[Provided records]

//! Canonical BNF rendering
//!
//! Elements render as `"value"` (symbols, re-escaped), bare names (non-terminals) or
//! `EPS`. Elements of one alternative are joined with ` + `, alternatives with ` | `.
//! Each defined non-terminal gets one line holding the merged alternatives of all its
//! rules; declared names without rules are left out.

use super::{Element, Expr, Grammar, Term};
use crate::ebnf::lexer::tokens::escape;
use std::fmt;

impl fmt::Display for Element {
    fn fmt(&self, f: &mut fmt::Formatter<'_>) -> fmt::Result {
        match self {
            Element::NonTerminal(name) => f.write_str(name),
            Element::Symbol(value) => write!(f, "\"{}\"", escape(value)),
            Element::Epsilon => f.write_str("EPS"),
        }
    }
}

impl fmt::Display for Term {
    fn fmt(&self, f: &mut fmt::Formatter<'_>) -> fmt::Result {
        for (index, element) in self.0.iter().enumerate() {
            if index > 0 {
                f.write_str(" + ")?;
            }
            write!(f, "{}", element)?;
        }
        Ok(())
    }
}

impl fmt::Display for Expr {
    fn fmt(&self, f: &mut fmt::Formatter<'_>) -> fmt::Result {
        for (index, term) in self.0.iter().enumerate() {
            if index > 0 {
                f.write_str(" | ")?;
            }
            write!(f, "{}", term)?;
        }
        Ok(())
    }
}

/// The rule line for `name`, or `None` when no rule defines it
pub fn rule_line(grammar: &Grammar, name: &str) -> Option<String> {
    let body = grammar.merged_body(name);
    if body.is_empty() {
        return None;
    }
    Some(format!("{} = {};", name, body))
}

/// One line per defined non-terminal
pub fn rules_to_string(grammar: &Grammar) -> String {
    let mut result = String::new();
    for name in grammar.non_terminals() {
        if let Some(line) = rule_line(grammar, name) {
            result.push_str(&line);
            result.push('\n');
        }
    }
    result
}

fn set_to_string(items: impl Iterator<Item = String>) -> String {
    format!("{{{}}}", items.collect::<Vec<_>>().join(", "))
}

/// The full grammar report: symbols, non-terminals, start symbol, then the rules.
pub fn to_report_string(grammar: &Grammar) -> String {
    let mut result = String::from("EBNF Grammar: Syntactic analysis completed\n");
    let symbols = set_to_string(
        grammar
            .symbols()
            .iter()
            .map(|value| format!("\"{}\"", escape(value))),
    );
    let non_terminals = set_to_string(grammar.non_terminals().iter().cloned());

    result.push_str(&format!("List of symbol characters: {}\n", symbols));
    result.push_str(&format!(
        "List of non-terminal characters: {}\n",
        non_terminals
    ));
    result.push_str(&format!(
        "Start non-terminal character: {}\n",
        grammar.start_or_sentinel()
    ));
    result.push_str("Rules:\n");
    result.push_str(&rules_to_string(grammar));
    result
}

/// Grammar text that can be fed back into the converter: the start declaration, if
/// any, followed by the rules.
pub fn to_bnf_string(grammar: &Grammar) -> String {
    let mut result = String::new();
    if let Some(start) = grammar.start() {
        result.push_str(&format!("START = {};\n", start));
    }
    result.push_str(&rules_to_string(grammar));
    result
}
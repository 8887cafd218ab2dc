//! Error types for tokenizing and parsing grammar lines
//!
//! Lexical errors are recoverable: the tokenizer reports them, skips one character and
//! carries on with the same line. Syntax errors end the whole session for the current
//! input, so no grammar is produced for it.

use std::fmt;

/// Errors raised by the tokenizer. None of them abort tokenizing.
#[derive(Debug, Clone, PartialEq, Eq)]
pub enum LexicalError {
    /// A character no token can start with. Line and column are 1-based.
    InvalidCharacter {
        character: char,
        line: usize,
        column: usize,
    },
}

impl fmt::Display for LexicalError {
    fn fmt(&self, f: &mut fmt::Formatter<'_>) -> fmt::Result {
        match self {
            LexicalError::InvalidCharacter {
                character,
                line,
                column,
            } => write!(
                f,
                "invalid character '{}' at {}:{}",
                character.escape_debug(),
                line,
                column
            ),
        }
    }
}

impl std::error::Error for LexicalError {}

/// Errors raised by the line parser. Any of them ends the session.
#[derive(Debug, Clone, PartialEq, Eq)]
pub enum SyntaxError {
    /// The parser could not continue at this token.
    UnexpectedToken {
        kind: &'static str,
        value: String,
        line: usize,
        column: usize,
    },
    /// The line ran out of tokens before its `;` was matched.
    MissingTerminator { line: usize },
}

impl SyntaxError {
    /// The 1-based line the error was raised on.
    pub fn line(&self) -> usize {
        match self {
            SyntaxError::UnexpectedToken { line, .. } | SyntaxError::MissingTerminator { line } => {
                *line
            }
        }
    }
}

impl fmt::Display for SyntaxError {
    fn fmt(&self, f: &mut fmt::Formatter<'_>) -> fmt::Result {
        match self {
            SyntaxError::UnexpectedToken {
                kind,
                value,
                line,
                column,
            } => write!(
                f,
                "Syntax error: Unexpected {}({}) at {}:{}",
                kind, value, line, column
            ),
            SyntaxError::MissingTerminator { line } => write!(
                f,
                "Syntax error: No semicolon at the end of rule: line {}",
                line
            ),
        }
    }
}

impl std::error::Error for SyntaxError {}

#[cfg(test)]
mod tests {
    use super::*;

    #[test]
    fn test_lexical_error_display() {
        let err = LexicalError::InvalidCharacter {
            character: '$',
            line: 3,
            column: 7,
        };
        assert_eq!(err.to_string(), "invalid character '$' at 3:7");
    }

    #[test]
    fn test_syntax_error_display() {
        let unexpected = SyntaxError::UnexpectedToken {
            kind: "SYMBOL",
            value: "y".to_string(),
            line: 2,
            column: 9,
        };
        assert_eq!(
            unexpected.to_string(),
            "Syntax error: Unexpected SYMBOL(y) at 2:9"
        );
        assert_eq!(unexpected.line(), 2);

        let missing = SyntaxError::MissingTerminator { line: 4 };
        assert_eq!(
            missing.to_string(),
            "Syntax error: No semicolon at the end of rule: line 4"
        );
        assert_eq!(missing.line(), 4);
    }
}
//! Parser module for grammar description lines
//!
//! Each line is parsed on its own into a [`Line`]: a start declaration, a rule, a comment
//! or nothing. Applying a rule line to a [`GrammarBuilder`](crate::ebnf::grammar::GrammarBuilder)
//! is where bracketed groups get desugared.

pub mod line;
pub mod syntax;

pub use line::{expression, parse_line};
pub use syntax::{Line, SyntaxElem, SyntaxExpr, SyntaxTerm};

[/Provided records]

**Task requirements:**
Output the listing exactly, from first line to last.

**Reply to the exercise:**
//! Canonical BNF rendering
//!
//! Elements render as `"value"` (symbols, re-escaped), bare names (non-terminals) or
//! `EPS`. Elements of one alternative are joined with ` + `, alternatives with ` | `.
//! Each defined non-terminal gets one line holding the merged alternatives of all its
//! rules; declared names without rules are left out.

use super::{Element, Expr, Grammar, Term};
use crate::ebnf::lexer::tokens::escape;
use std::fmt;

impl fmt::Display for Element {
    fn fmt(&self, f: &mut fmt::Formatter<'_>) -> fmt::Result {
        match self {
            Element::NonTerminal(name) => f.write_str(name),
            Element::Symbol(value) => write!(f, "\"{}\"", escape(value)),
            Element::Epsilon => f.write_str("EPS"),
        }
    }
}

impl fmt::Display for Term {
    fn fmt(&self, f: &mut fmt::Formatter<'_>) -> fmt::Result {
        for (index, element) in self.0.iter().enumerate() {
            if index > 0 {
                f.write_str(" + ")?;
            }
            write!(f, "{}", element)?;
        }
        Ok(())
    }
}

impl fmt::Display for Expr {
    fn fmt(&self, f: &mut fmt::Formatter<'_>) -> fmt::Result {
        for (index, term) in self.0.iter().enumerate() {
            if index > 0 {
                f.write_str(" | ")?;
            }
            write!(f, "{}", term)?;
        }
        Ok(())
    }
}

/// The rule line for `name`, or `None` when no rule defines it
pub fn rule_line(grammar: &Grammar, name: &str) -> Option<String> {
    let body = grammar.merged_body(name);
    if body.is_empty() {
        return None;
    }
    Some(format!("{} = {};", name, body))
}

/// One line per defined non-terminal
pub fn rules_to_string(grammar: &Grammar) -> String {
    let mut result = String::new();
    for name in grammar.non_terminals() {
        if let Some(line) = rule_line(grammar, name) {
            result.push_str(&line);
            result.push('\n');
        }
    }
    result
}

fn set_to_string(items: impl Iterator<Item = String>) -> String {
    format!("{{{}}}", items.collect::<Vec<_>>().join(", "))
}

/// The full grammar report: symbols, non-terminals, start symbol, then the rules.
pub fn to_report_string(grammar: &Grammar) -> String {
    let mut result = String::from("EBNF Grammar: Syntactic analysis completed\n");
    let symbols = set_to_string(
        grammar
            .symbols()
            .iter()
            .map(|value| format!("\"{}\"", escape(value))),
    );
    let non_terminals = set_to_string(grammar.non_terminals().iter().cloned());

    result.push_str(&format!("List of symbol characters: {}\n", symbols));
    result.push_str(&format!(
        "List of non-terminal characters: {}\n",
        non_terminals
    ));
    result.push_str(&format!(
        "Start non-terminal character: {}\n",
        grammar.start_or_sentinel()
    ));
    result.push_str("Rules:\n");
    result.push_str(&rules_to_string(grammar));
    result
}

/// Grammar text that can be fed back into the converter: the start declaration, if
/// any, followed by the rules.
pub fn to_bnf_string(grammar: &Grammar) -> String {
    let mut result = String::new();
    if let Some(start) = grammar.start() {
        result.push_str(&format!("START = {};\n", start));
    }
    result.push_str(&rules_to_string(grammar));
    result
}
repository 8887cafd218ab2dc
//! Error types for tokenizing and parsing grammar lines
//!
//! Lexical errors are recoverable: the tokenizer reports them, skips one character and
//! carries on with the same line. Syntax errors end the whole session for the current
//! input, so no grammar is produced for it.

use std::fmt;

/// Errors raised by the tokenizer. None of them abort tokenizing.
#[derive(Debug, Clone, PartialEq, Eq)]
pub enum LexicalError {
    /// A character no token can start with. Line and column are 1-based.
    InvalidCharacter {
        character: char,
        line: usize,
        column: usize,
    },
}

impl fmt::Display for LexicalError {
    fn fmt(&self, f: &mut fmt::Formatter<'_>) -> fmt::Result {
        match self {
            LexicalError::InvalidCharacter {
                character,
                line,
                column,
            } => write!(
                f,
                "invalid character '{}' at {}:{}",
                character.escape_debug(),
                line,
                column
            ),
        }
    }
}

impl std::error::Error for LexicalError {}

/// Errors raised by the line parser. Any of them ends the session.
#[derive(Debug, Clone, PartialEq, Eq)]
pub enum SyntaxError {
    /// The parser could not continue at this token.
    UnexpectedToken {
        kind: &'static str,
        value: String,
        line: usize,
        column: usize,
    },
    /// The line ran out of tokens before its `;` was matched.
    MissingTerminator { line: usize },
}

impl SyntaxError {
    /// The 1-based line the error was raised on.
    pub fn line(&self) -> usize {
        match self {
            SyntaxError::UnexpectedToken { line, .. } | SyntaxError::MissingTerminator { line } => {
                *line
            }
        }
    }
}

impl fmt::Display for SyntaxError {
    fn fmt(&self, f: &mut fmt::Formatter<'_>) -> fmt::Result {
        match self {
            SyntaxError::UnexpectedToken {
                kind,
                value,
                line,
                column,
            } => write!(
                f,
                "Syntax error: Unexpected {}({}) at {}:{}",
                kind, value, line, column
            ),
            SyntaxError::MissingTerminator { line } => write!(
                f,
                "Syntax error: No semicolon at the end of rule: line {}",
                line
            ),
        }
    }
}

impl std::error::Error for SyntaxError {}

#[cfg(test)]
mod tests {
    use super::*;

    #[test]
    fn test_lexical_error_display() {
        let err = LexicalError::InvalidCharacter {
            character: '$',
            line: 3,
            column: 7,
        };
        assert_eq!(err.to_string(), "invalid character '$' at 3:7");
    }

    #[test]
    fn test_syntax_error_display() {
        let unexpected = SyntaxError::UnexpectedToken {
            kind: "SYMBOL",
            value: "y".to_string(),
            line: 2,
            column: 9,
        };
        assert_eq!(
            unexpected.to_string(),
            "Syntax error: Unexpected SYMBOL(y) at 2:9"
        );
        assert_eq!(unexpected.line(), 2);

        let missing = SyntaxError::MissingTerminator { line: 4 };
        assert_eq!(
            missing.to_string(),
            "Syntax error: No semicolon at the end of rule: line 4"
        );
        assert_eq!(missing.line(), 4);
    }
}
//! Parser module for grammar description lines
//!
//! Each line is parsed on its own into a [`Line`]: a start declaration, a rule, a comment
//! or nothing. Applying a rule line to a [`GrammarBuilder`](crate::ebnf::grammar::GrammarBuilder)
//! is where bracketed groups get desugared.

pub mod line;
pub mod syntax;

pub use line::{expression, parse_line};
pub use syntax::{Line, SyntaxElem, SyntaxExpr, SyntaxTerm};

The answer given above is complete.